Il existe en effet, on le sait, au sujet de la résistance nationale qui disputa le sol de la France à la coalition de 1792, un certain nombre de versions toutes faites que le patriotisme et la poésie ont dès longtemps prises sous leur protection. Ce fait héroïque est passé si rapidement à l’état d’épopée patriotique, que le merveilleux, cette condition du genre, ne lui a pas été épargné. Ainsi, parce que la lutte s’engagea alors entre l’Europe et la France par suite d’une opposition de principes, non d’une simple rivalité d’intérêts (comme c’était jusque-là l’habitude entre les gouvernemens), une opinion enthousiaste très accréditée veut que tout dans ce grand conflit échappe aux règles de la politique et presque de la tactique ordinaires. Ce furent les idées, nous dit-on, non les hommes qui vinrent aux prises. Ce fut un duel non entre deux peuples, mais entre le droit divin et le droit populaire.
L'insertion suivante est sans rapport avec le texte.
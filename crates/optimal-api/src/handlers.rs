//! Route handler functions for all API endpoints.
//!
//! Each handler extracts path parameters and JSON bodies via axum
//! extractors, calls into AppState services, and returns JSON responses.

use axum::extract::{Path, State};
use axum::http::StatusCode;
use axum::Json;
use serde::{Deserialize, Serialize};

use optimal_chat::protocol::{MessageRequest, RawResponseRecord};
use optimal_core::error::OptimalError;
use optimal_core::types::{is_evm_address, Strategy, UserState};

use crate::actions::ActionOutcome;
use crate::error::{ApiError, ErrorBody};
use crate::state::AppState;

// =============================================================================
// Request / response types
// =============================================================================

#[derive(Debug, Serialize, Deserialize, utoipa::ToSchema)]
pub struct HealthResponse {
    pub status: String,
    pub version: String,
    pub uptime_secs: u64,
    /// Whether messages are answered by the scripted demo agent.
    pub demo_mode: bool,
}

#[derive(Debug, Deserialize, utoipa::ToSchema)]
#[serde(rename_all = "camelCase")]
pub struct VaultAddressRequest {
    pub vault_address: String,
}

#[derive(Debug, Deserialize, utoipa::ToSchema)]
pub struct GenerateStrategyRequest {
    /// Free-form description of the user's goals and risk appetite.
    #[serde(default)]
    pub prompt: String,
}

#[derive(Debug, Serialize, utoipa::ToSchema)]
pub struct GenerateStrategyResponse {
    pub outcome: ActionOutcome,
    /// The outcome as a response record, ready for the client classifier.
    pub record: RawResponseRecord,
}

// =============================================================================
// Health
// =============================================================================

/// GET /health - health check.
#[utoipa::path(
    get,
    path = "/health",
    responses((status = 200, description = "Server is up", body = HealthResponse)),
    tag = "system"
)]
pub async fn health(State(state): State<AppState>) -> Json<HealthResponse> {
    Json(HealthResponse {
        status: "healthy".to_string(),
        version: env!("CARGO_PKG_VERSION").to_string(),
        uptime_secs: state.start_time.elapsed().as_secs(),
        demo_mode: state.config.demo.enabled,
    })
}

// =============================================================================
// Messages
// =============================================================================

/// POST /{agent_id}/message - send a message to an agent.
#[utoipa::path(
    post,
    path = "/{agent_id}/message",
    params(("agent_id" = String, Path, description = "Agent identifier")),
    request_body = MessageRequest,
    responses(
        (status = 200, description = "Agent response batch", body = [RawResponseRecord]),
        (status = 400, description = "Empty message", body = ErrorBody),
        (status = 503, description = "No agent configured", body = ErrorBody)
    ),
    tag = "messages"
)]
pub async fn agent_message(
    State(state): State<AppState>,
    Path(agent_id): Path<String>,
    Json(request): Json<MessageRequest>,
) -> Result<Json<Vec<RawResponseRecord>>, ApiError> {
    tracing::debug!(agent_id = %agent_id, sender = %request.name, "Message for agent");
    reply(&state, &request).await
}

/// POST /messages - send a message to the default agent.
#[utoipa::path(
    post,
    path = "/messages",
    request_body = MessageRequest,
    responses(
        (status = 200, description = "Agent response batch", body = [RawResponseRecord]),
        (status = 400, description = "Empty message", body = ErrorBody),
        (status = 503, description = "No agent configured", body = ErrorBody)
    ),
    tag = "messages"
)]
pub async fn messages(
    State(state): State<AppState>,
    Json(request): Json<MessageRequest>,
) -> Result<Json<Vec<RawResponseRecord>>, ApiError> {
    reply(&state, &request).await
}

async fn reply(
    state: &AppState,
    request: &MessageRequest,
) -> Result<Json<Vec<RawResponseRecord>>, ApiError> {
    if request.text.trim().is_empty() {
        return Err(ApiError::BadRequest("'text' must not be empty".to_string()));
    }
    if !state.config.demo.enabled {
        return Err(ApiError::ServiceUnavailable(
            "no agent runtime is configured and demo mode is disabled".to_string(),
        ));
    }
    Ok(Json(state.agent.respond(request).await))
}

/// DELETE /messages/session/{name} - restart a sender's demo conversation.
#[utoipa::path(
    delete,
    path = "/messages/session/{name}",
    params(("name" = String, Path, description = "Sender name used in message requests")),
    responses(
        (status = 204, description = "Conversation rewound to the start"),
        (status = 404, description = "Sender has no conversation", body = ErrorBody)
    ),
    tag = "messages"
)]
pub async fn reset_session(
    State(state): State<AppState>,
    Path(name): Path<String>,
) -> Result<StatusCode, ApiError> {
    if state.agent.reset(&name).await {
        Ok(StatusCode::NO_CONTENT)
    } else {
        Err(ApiError::NotFound(format!("No conversation for sender: {}", name)))
    }
}

// =============================================================================
// User state
// =============================================================================

/// GET /users/{user_id}/state - user state, created from the account on first read.
#[utoipa::path(
    get,
    path = "/users/{user_id}/state",
    params(("user_id" = String, Path, description = "Account id")),
    responses(
        (status = 200, description = "User state", body = UserState),
        (status = 404, description = "Account not found", body = ErrorBody)
    ),
    tag = "users"
)]
pub async fn get_user_state(
    State(state): State<AppState>,
    Path(user_id): Path<String>,
) -> Result<Json<UserState>, ApiError> {
    Ok(Json(state.users.get_or_create_user_state(&user_id)?))
}

/// PUT /users/{user_id}/strategy - replace the user's strategy.
#[utoipa::path(
    put,
    path = "/users/{user_id}/strategy",
    params(("user_id" = String, Path, description = "Account id")),
    request_body = Strategy,
    responses(
        (status = 200, description = "Updated user state", body = UserState),
        (status = 404, description = "Account not found", body = ErrorBody)
    ),
    tag = "users"
)]
pub async fn update_strategy(
    State(state): State<AppState>,
    Path(user_id): Path<String>,
    Json(strategy): Json<Strategy>,
) -> Result<Json<UserState>, ApiError> {
    state.users.get_or_create_user_state(&user_id)?;
    state.users.update_user_strategy(&user_id, &strategy)?;
    load_user(&state, &user_id)
}

/// PUT /users/{user_id}/vault - record the user's vault address.
#[utoipa::path(
    put,
    path = "/users/{user_id}/vault",
    params(("user_id" = String, Path, description = "Account id")),
    request_body = VaultAddressRequest,
    responses(
        (status = 200, description = "Updated user state", body = UserState),
        (status = 400, description = "Not an EVM address", body = ErrorBody),
        (status = 404, description = "Account not found", body = ErrorBody)
    ),
    tag = "users"
)]
pub async fn update_vault(
    State(state): State<AppState>,
    Path(user_id): Path<String>,
    Json(body): Json<VaultAddressRequest>,
) -> Result<Json<UserState>, ApiError> {
    if !is_evm_address(&body.vault_address) {
        return Err(OptimalError::InvalidAddress(body.vault_address).into());
    }
    state.users.get_or_create_user_state(&user_id)?;
    state
        .users
        .update_user_vault_address(&user_id, &body.vault_address)?;
    load_user(&state, &user_id)
}

/// POST /users/{user_id}/strategy/generate - run the generate-strategy action.
#[utoipa::path(
    post,
    path = "/users/{user_id}/strategy/generate",
    params(("user_id" = String, Path, description = "Account id")),
    request_body = GenerateStrategyRequest,
    responses(
        (status = 200, description = "Strategy generated and stored", body = GenerateStrategyResponse),
        (status = 404, description = "Account not found", body = ErrorBody),
        (status = 409, description = "User already has a strategy", body = ErrorBody),
        (status = 500, description = "Generation failed", body = ErrorBody)
    ),
    tag = "users"
)]
pub async fn generate_strategy(
    State(state): State<AppState>,
    Path(user_id): Path<String>,
    Json(body): Json<GenerateStrategyRequest>,
) -> Result<Json<GenerateStrategyResponse>, ApiError> {
    state.users.get_or_create_user_state(&user_id)?;

    let outcome = state.generate_strategy.handle(&user_id, &body.prompt).await;
    match &outcome {
        ActionOutcome::Completed { .. } => {}
        ActionOutcome::Skipped { reason } => return Err(ApiError::Conflict(reason.clone())),
        ActionOutcome::Failed { reason } => return Err(ApiError::Internal(reason.clone())),
    }

    let record = outcome.to_record(optimal_chat::replayer::DEMO_AGENT_NAME);
    Ok(Json(GenerateStrategyResponse { outcome, record }))
}

fn load_user(state: &AppState, user_id: &str) -> Result<Json<UserState>, ApiError> {
    state
        .users
        .get_user_by_id(user_id)?
        .map(Json)
        .ok_or_else(|| ApiError::NotFound(format!("User state not found: {}", user_id)))
}
//! OpenAPI document for the HTTP API.
//!
//! Served as JSON at [`OPENAPI_JSON_PATH`] and browsable through Swagger UI
//! at [`SWAGGER_UI_PATH`].

use utoipa::OpenApi;

use optimal_chat::protocol::{MessageRequest, RawResponseRecord};
use optimal_core::types::{Strategy, UserState};

use crate::error::ErrorBody;
use crate::handlers;

pub const SWAGGER_UI_PATH: &str = "/api-docs";
pub const OPENAPI_JSON_PATH: &str = "/api-docs.json";

#[derive(OpenApi)]
#[openapi(
    info(
        title = "OptimalAI API",
        version = "0.0.1",
        description = "API documentation for the OptimalAI backend"
    ),
    servers((url = "http://localhost:3000", description = "Development server")),
    paths(
        handlers::health,
        handlers::agent_message,
        handlers::messages,
        handlers::reset_session,
        handlers::get_user_state,
        handlers::update_strategy,
        handlers::update_vault,
        handlers::generate_strategy,
    ),
    components(schemas(
        MessageRequest,
        RawResponseRecord,
        UserState,
        Strategy,
        ErrorBody,
    )),
    tags(
        (name = "system", description = "Health and metadata"),
        (name = "messages", description = "Conversation with the agent"),
        (name = "users", description = "Per-user wallet, vault and strategy state")
    )
)]
pub struct ApiDoc;
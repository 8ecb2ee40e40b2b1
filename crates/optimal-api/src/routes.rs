//! Router setup with all API routes and middleware.
//!
//! Configures the axum Router with CORS, tracing, a body size limit,
//! and all endpoint handlers.

use axum::extract::DefaultBodyLimit;
use axum::routing::{delete, get, post, put};
use axum::Router;
use tower_http::cors::CorsLayer;
use tower_http::trace::TraceLayer;
use utoipa::OpenApi;
use utoipa_swagger_ui::SwaggerUi;

use optimal_core::config::OptimalConfig;
use optimal_core::error::OptimalError;

use crate::handlers;
use crate::openapi::{ApiDoc, OPENAPI_JSON_PATH, SWAGGER_UI_PATH};
use crate::state::AppState;

/// Create the axum Router with all routes and middleware.
pub fn create_router(state: AppState) -> Router {
    Router::new()
        .route("/health", get(handlers::health))
        .route("/messages", post(handlers::messages))
        .route("/messages/session/{name}", delete(handlers::reset_session))
        .route("/{agent_id}/message", post(handlers::agent_message))
        .route("/users/{user_id}/state", get(handlers::get_user_state))
        .route("/users/{user_id}/strategy", put(handlers::update_strategy))
        .route("/users/{user_id}/vault", put(handlers::update_vault))
        .route(
            "/users/{user_id}/strategy/generate",
            post(handlers::generate_strategy),
        )
        .merge(SwaggerUi::new(SWAGGER_UI_PATH).url(OPENAPI_JSON_PATH, ApiDoc::openapi()))
        .layer(DefaultBodyLimit::max(1024 * 1024)) // 1MB global limit
        .layer(TraceLayer::new_for_http())
        .layer(CorsLayer::permissive())
        .with_state(state)
}

/// Start the HTTP server on the configured port.
///
/// Binds to 127.0.0.1 (localhost only).
pub async fn start_server(config: &OptimalConfig, state: AppState) -> Result<(), OptimalError> {
    let addr = format!("127.0.0.1:{}", config.general.port);
    let router = create_router(state);

    tracing::info!("Starting API server on {}", addr);

    let listener = tokio::net::TcpListener::bind(&addr).await?;
    axum::serve(listener, router).await?;

    Ok(())
}
//! OptimalAI API crate - axum HTTP server and route handlers.
//!
//! Serves the message endpoint (backed by the demo agent), the per-user
//! state endpoints, the generate-strategy action, the OpenAPI document,
//! and a health check.

pub mod actions;
pub mod agent;
pub mod error;
pub mod handlers;
pub mod openapi;
pub mod routes;
pub mod state;

pub use error::ApiError;
pub use routes::{create_router, start_server};
pub use state::AppState;
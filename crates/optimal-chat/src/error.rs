//! Error types for the chat client.

use optimal_core::error::OptimalError;

/// Errors from the chat client.
#[derive(Debug, thiserror::Error)]
pub enum ChatError {
    #[error("message cannot be empty")]
    EmptyMessage,
    #[error("message exceeds maximum length of {0} characters")]
    MessageTooLong(usize),
    #[error(transparent)]
    Transport(#[from] TransportError),
    #[error("storage error: {0}")]
    Storage(String),
}

impl From<OptimalError> for ChatError {
    fn from(err: OptimalError) -> Self {
        ChatError::Storage(err.to_string())
    }
}

/// Errors from a single message round trip.
#[derive(Debug, thiserror::Error)]
pub enum TransportError {
    /// The server answered with a non-2xx status.
    #[error("Failed to send message: server responded with {status}")]
    Status { status: u16, body: String },
    #[error("network error: {0}")]
    Network(#[from] reqwest::Error),
    #[error("invalid response body: {0}")]
    Decode(String),
}

impl TransportError {
    /// HTTP status of a rejected request, if the server answered at all.
    pub fn status(&self) -> Option<u16> {
        match self {
            TransportError::Status { status, .. } => Some(*status),
            _ => None,
        }
    }
}

#[cfg(test)]
mod tests {
    use super::*;

    #[test]
    fn test_chat_error_display() {
        assert_eq!(ChatError::EmptyMessage.to_string(), "message cannot be empty");
        assert_eq!(
            ChatError::MessageTooLong(2000).to_string(),
            "message exceeds maximum length of 2000 characters"
        );
        assert_eq!(
            ChatError::Storage("disk full".to_string()).to_string(),
            "storage error: disk full"
        );
    }

    #[test]
    fn test_transport_error_is_transparent() {
        let err: ChatError = TransportError::Status {
            status: 502,
            body: "bad gateway".to_string(),
        }
        .into();
        assert_eq!(
            err.to_string(),
            "Failed to send message: server responded with 502"
        );
        assert!(matches!(err, ChatError::Transport(_)));
    }

    #[test]
    fn test_transport_error_status() {
        let err = TransportError::Status {
            status: 404,
            body: String::new(),
        };
        assert_eq!(err.status(), Some(404));
        assert_eq!(TransportError::Decode("eof".to_string()).status(), None);
    }

    #[test]
    fn test_chat_error_from_optimal_error() {
        let err: ChatError = OptimalError::Storage("connection lost".to_string()).into();
        assert!(matches!(err, ChatError::Storage(_)));
        assert!(err.to_string().contains("connection lost"));
    }
}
La France puisa sa force non dans ses armées encore débandées, mais dans l’ardeur d’une nation soulevée par l’effort d’une régénération sociale ; l’Europe au contraire trouva sa faiblesse dans la caducité d’une organisation décrépite. Sur la foi de ces axiomes, voici à peu près comment on s’imagine que les choses se sont passées. A un jour donné, sur le rendez-vous d’un champ de bataille, toutes les aristocraties de la vieille Europe défilent sous leurs bannières armoriées, étalant leur faste frivole et l’impertinence de leurs dédains. En face, les fils rustiques de la France nouvelle, « pieds nus, sans pain (on dirait volontiers sans armes), » se dressent de tous les points du sol à l’appel des levées en masse ; puis tout se dénoue comme à l’Opéra : les paysans s’élancent, les marquis s’enfuient, la France est délivrée, et l’évangile d’une société nouvelle est proclamé par le monde.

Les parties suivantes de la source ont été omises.